When you have gone through the entries below, state how many lines include the word "SeriesMetadata" and write nothing else.
· · · · · · ·
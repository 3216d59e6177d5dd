//! Imaging backend built on the `nifti`, `dicom` and `image` crates.

mod dicom_io;
mod nifti_io;
mod png_io;

use std::path::Path;
use tracing::debug;

use crate::common::{Format, Slice, Volume};
use crate::convert::{ImagingBackend, SeriesMetadata};
use crate::error::BackendError;
use crate::sniff;

/// Reads volumes and writes slices with the ecosystem codecs.
///
/// Unless an input format is given, inputs are sniffed before decoding.
#[derive(Debug, Default, Clone, Copy)]
pub struct ToolkitBackend {
    input_format: Option<Format>,
}

impl ToolkitBackend {
    pub fn new() -> Self {
        Self::default()
    }

    /// Skips sniffing and decodes inputs as `format`.
    pub fn for_input(format: Format) -> Self {
        Self {
            input_format: Some(format),
        }
    }
}

impl ImagingBackend for ToolkitBackend {
    fn decode_volume(&self, path: &Path) -> Result<Volume, BackendError> {
        let format = self.input_format.unwrap_or_else(|| sniff::detect(path));
        debug!("Decoding {} as {}", path.display(), format);
        match format {
            Format::Nifti => nifti_io::read_volume(path),
            Format::Dicom => dicom_io::read_volume(path),
            Format::Png => png_io::read_volume(path),
            Format::Unknown => Err(BackendError::UnsupportedFormat(format)),
        }
    }

    fn encode_slice(
        &self,
        slice: &Slice,
        metadata: &SeriesMetadata,
        path: &Path,
    ) -> Result<(), BackendError> {
        match metadata.format {
            Format::Dicom => dicom_io::write_slice(slice, metadata, path),
            Format::Nifti => nifti_io::write_slice(slice, metadata, path),
            Format::Png => png_io::write_slice(slice, path),
            Format::Unknown => Err(BackendError::UnsupportedFormat(metadata.format)),
        }
    }
}
//! Whole-buffer gzip decompression.
//!
//! Payloads are inflated fully into memory, so the usable input size is
//! bounded by available memory.

use flate2::read::MultiGzDecoder;
use std::fs::File;
use std::io::{BufReader, Read};
use std::path::Path;
use thiserror::Error;

#[derive(Debug, Error)]
pub enum GzipError {
    #[error("Could not open {path}: {source}")]
    Open {
        path: String,
        #[source]
        source: std::io::Error,
    },

    #[error("Corrupt gzip stream: {0}")]
    Corrupt(#[source] std::io::Error),
}

/// Decompresses the gzip file at `path` into memory.
///
/// Concatenated gzip members are decoded as one stream.
pub fn read_gzip_file<P: AsRef<Path>>(path: P) -> Result<Vec<u8>, GzipError> {
    let path = path.as_ref();
    let file = File::open(path).map_err(|source| GzipError::Open {
        path: path.display().to_string(),
        source,
    })?;
    decompress(BufReader::new(file))
}

/// Decompresses an entire gzip stream from `reader`.
pub fn decompress<R: Read>(reader: R) -> Result<Vec<u8>, GzipError> {
    let mut out = Vec::new();
    MultiGzDecoder::new(reader)
        .read_to_end(&mut out)
        .map_err(GzipError::Corrupt)?;
    Ok(out)
}

#[cfg(test)]
mod tests {
    use super::*;
    use flate2::write::GzEncoder;
    use flate2::Compression;
    use std::io::Write;

    fn gz(bytes: &[u8]) -> Vec<u8> {
        let mut enc = GzEncoder::new(Vec::new(), Compression::default());
        enc.write_all(bytes).unwrap();
        enc.finish().unwrap()
    }

    #[test]
    fn inflates_whole_stream() {
        let payload: Vec<u8> = (0..4096u32).map(|i| (i % 251) as u8).collect();
        assert_eq!(decompress(&gz(&payload)[..]).unwrap(), payload);
    }

    #[test]
    fn concatenated_members() {
        let mut data = gz(b"hello ");
        data.extend(gz(b"world"));
        assert_eq!(decompress(&data[..]).unwrap(), b"hello world");
    }

    #[test]
    fn garbage_is_corrupt() {
        let err = decompress(&b"definitely not gzip"[..]).unwrap_err();
        assert!(matches!(err, GzipError::Corrupt(_)));
    }

    #[test]
    fn truncated_stream_is_corrupt() {
        let data = gz(&[7u8; 1000]);
        let err = decompress(&data[..data.len() / 2]).unwrap_err();
        assert!(matches!(err, GzipError::Corrupt(_)));
    }
}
· · · · · · ·
> Task answer
2